== Record set

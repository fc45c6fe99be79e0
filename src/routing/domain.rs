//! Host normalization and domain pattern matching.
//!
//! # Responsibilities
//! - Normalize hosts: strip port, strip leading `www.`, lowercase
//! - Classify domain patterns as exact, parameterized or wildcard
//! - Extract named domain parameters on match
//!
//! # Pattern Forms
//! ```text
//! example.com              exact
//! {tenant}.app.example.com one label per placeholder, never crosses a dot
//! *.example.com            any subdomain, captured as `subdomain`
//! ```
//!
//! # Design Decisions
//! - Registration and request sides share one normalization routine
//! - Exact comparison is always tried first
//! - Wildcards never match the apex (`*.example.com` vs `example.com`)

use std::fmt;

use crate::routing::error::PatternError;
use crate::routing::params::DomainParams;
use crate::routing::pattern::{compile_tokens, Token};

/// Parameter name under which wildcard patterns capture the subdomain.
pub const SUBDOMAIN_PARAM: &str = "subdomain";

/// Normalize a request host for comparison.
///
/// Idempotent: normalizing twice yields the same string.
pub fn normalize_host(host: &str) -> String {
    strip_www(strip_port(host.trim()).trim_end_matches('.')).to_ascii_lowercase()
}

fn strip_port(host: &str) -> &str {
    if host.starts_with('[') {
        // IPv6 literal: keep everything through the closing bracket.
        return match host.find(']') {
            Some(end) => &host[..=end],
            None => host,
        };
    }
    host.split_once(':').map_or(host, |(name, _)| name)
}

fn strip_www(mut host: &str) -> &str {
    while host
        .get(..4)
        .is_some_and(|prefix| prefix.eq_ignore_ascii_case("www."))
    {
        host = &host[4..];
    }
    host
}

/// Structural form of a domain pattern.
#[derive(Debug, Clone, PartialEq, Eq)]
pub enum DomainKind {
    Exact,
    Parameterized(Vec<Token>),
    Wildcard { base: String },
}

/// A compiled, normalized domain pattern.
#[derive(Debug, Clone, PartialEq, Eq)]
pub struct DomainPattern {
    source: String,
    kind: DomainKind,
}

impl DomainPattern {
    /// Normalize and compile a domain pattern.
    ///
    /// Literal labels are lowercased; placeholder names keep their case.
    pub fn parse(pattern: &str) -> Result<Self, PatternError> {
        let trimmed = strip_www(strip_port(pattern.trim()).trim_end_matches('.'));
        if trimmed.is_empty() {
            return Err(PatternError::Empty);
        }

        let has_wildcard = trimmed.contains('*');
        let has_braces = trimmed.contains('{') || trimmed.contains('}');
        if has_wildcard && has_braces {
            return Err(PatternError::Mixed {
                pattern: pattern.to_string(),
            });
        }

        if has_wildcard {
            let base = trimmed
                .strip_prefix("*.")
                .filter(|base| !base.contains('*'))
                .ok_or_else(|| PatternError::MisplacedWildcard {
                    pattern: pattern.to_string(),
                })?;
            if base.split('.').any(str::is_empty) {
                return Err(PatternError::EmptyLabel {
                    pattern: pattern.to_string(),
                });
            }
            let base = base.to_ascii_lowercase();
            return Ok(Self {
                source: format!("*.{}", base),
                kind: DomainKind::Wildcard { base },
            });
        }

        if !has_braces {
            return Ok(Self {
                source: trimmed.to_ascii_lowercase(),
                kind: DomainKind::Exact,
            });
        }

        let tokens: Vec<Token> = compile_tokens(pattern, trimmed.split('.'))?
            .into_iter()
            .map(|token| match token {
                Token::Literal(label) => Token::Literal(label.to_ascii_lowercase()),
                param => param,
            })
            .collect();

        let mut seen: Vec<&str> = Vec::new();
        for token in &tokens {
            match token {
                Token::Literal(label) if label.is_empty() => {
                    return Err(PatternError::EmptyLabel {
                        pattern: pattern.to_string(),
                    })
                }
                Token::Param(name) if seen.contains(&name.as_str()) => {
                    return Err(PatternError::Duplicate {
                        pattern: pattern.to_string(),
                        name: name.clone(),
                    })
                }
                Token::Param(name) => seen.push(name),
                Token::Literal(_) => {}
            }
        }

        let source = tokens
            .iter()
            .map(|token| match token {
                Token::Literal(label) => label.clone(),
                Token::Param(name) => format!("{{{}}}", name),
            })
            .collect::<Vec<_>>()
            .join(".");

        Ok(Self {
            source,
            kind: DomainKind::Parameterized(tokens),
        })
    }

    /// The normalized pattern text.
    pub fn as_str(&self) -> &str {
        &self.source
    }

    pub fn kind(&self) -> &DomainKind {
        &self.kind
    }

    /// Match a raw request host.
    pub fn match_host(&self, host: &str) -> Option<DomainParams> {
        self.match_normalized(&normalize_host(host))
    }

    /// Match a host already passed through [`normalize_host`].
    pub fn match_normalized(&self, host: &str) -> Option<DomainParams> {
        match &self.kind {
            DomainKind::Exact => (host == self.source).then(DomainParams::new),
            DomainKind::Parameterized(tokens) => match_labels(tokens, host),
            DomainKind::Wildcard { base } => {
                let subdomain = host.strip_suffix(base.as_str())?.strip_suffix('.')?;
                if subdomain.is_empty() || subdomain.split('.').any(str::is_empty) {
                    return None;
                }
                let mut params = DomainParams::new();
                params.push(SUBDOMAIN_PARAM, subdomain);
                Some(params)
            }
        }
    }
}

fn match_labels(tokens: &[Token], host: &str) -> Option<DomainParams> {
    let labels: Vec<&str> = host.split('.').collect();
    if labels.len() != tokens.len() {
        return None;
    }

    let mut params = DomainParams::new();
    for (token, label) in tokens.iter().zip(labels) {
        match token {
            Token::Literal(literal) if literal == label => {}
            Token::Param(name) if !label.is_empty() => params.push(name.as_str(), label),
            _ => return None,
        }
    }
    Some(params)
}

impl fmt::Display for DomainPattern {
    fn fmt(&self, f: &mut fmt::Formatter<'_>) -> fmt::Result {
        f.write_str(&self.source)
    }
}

====

● Exercise objective
Output the lines of the records above exactly as they appear, from the line containing "host = &host[4..];" through the line containing "pub struct DomainPattern".

● Output for this exercise
        host = &host[4..];
    }
    host
}

/// Structural form of a domain pattern.
#[derive(Debug, Clone, PartialEq, Eq)]
pub enum DomainKind {
    Exact,
    Parameterized(Vec<Token>),
    Wildcard { base: String },
}

/// A compiled, normalized domain pattern.
#[derive(Debug, Clone, PartialEq, Eq)]
pub struct DomainPattern {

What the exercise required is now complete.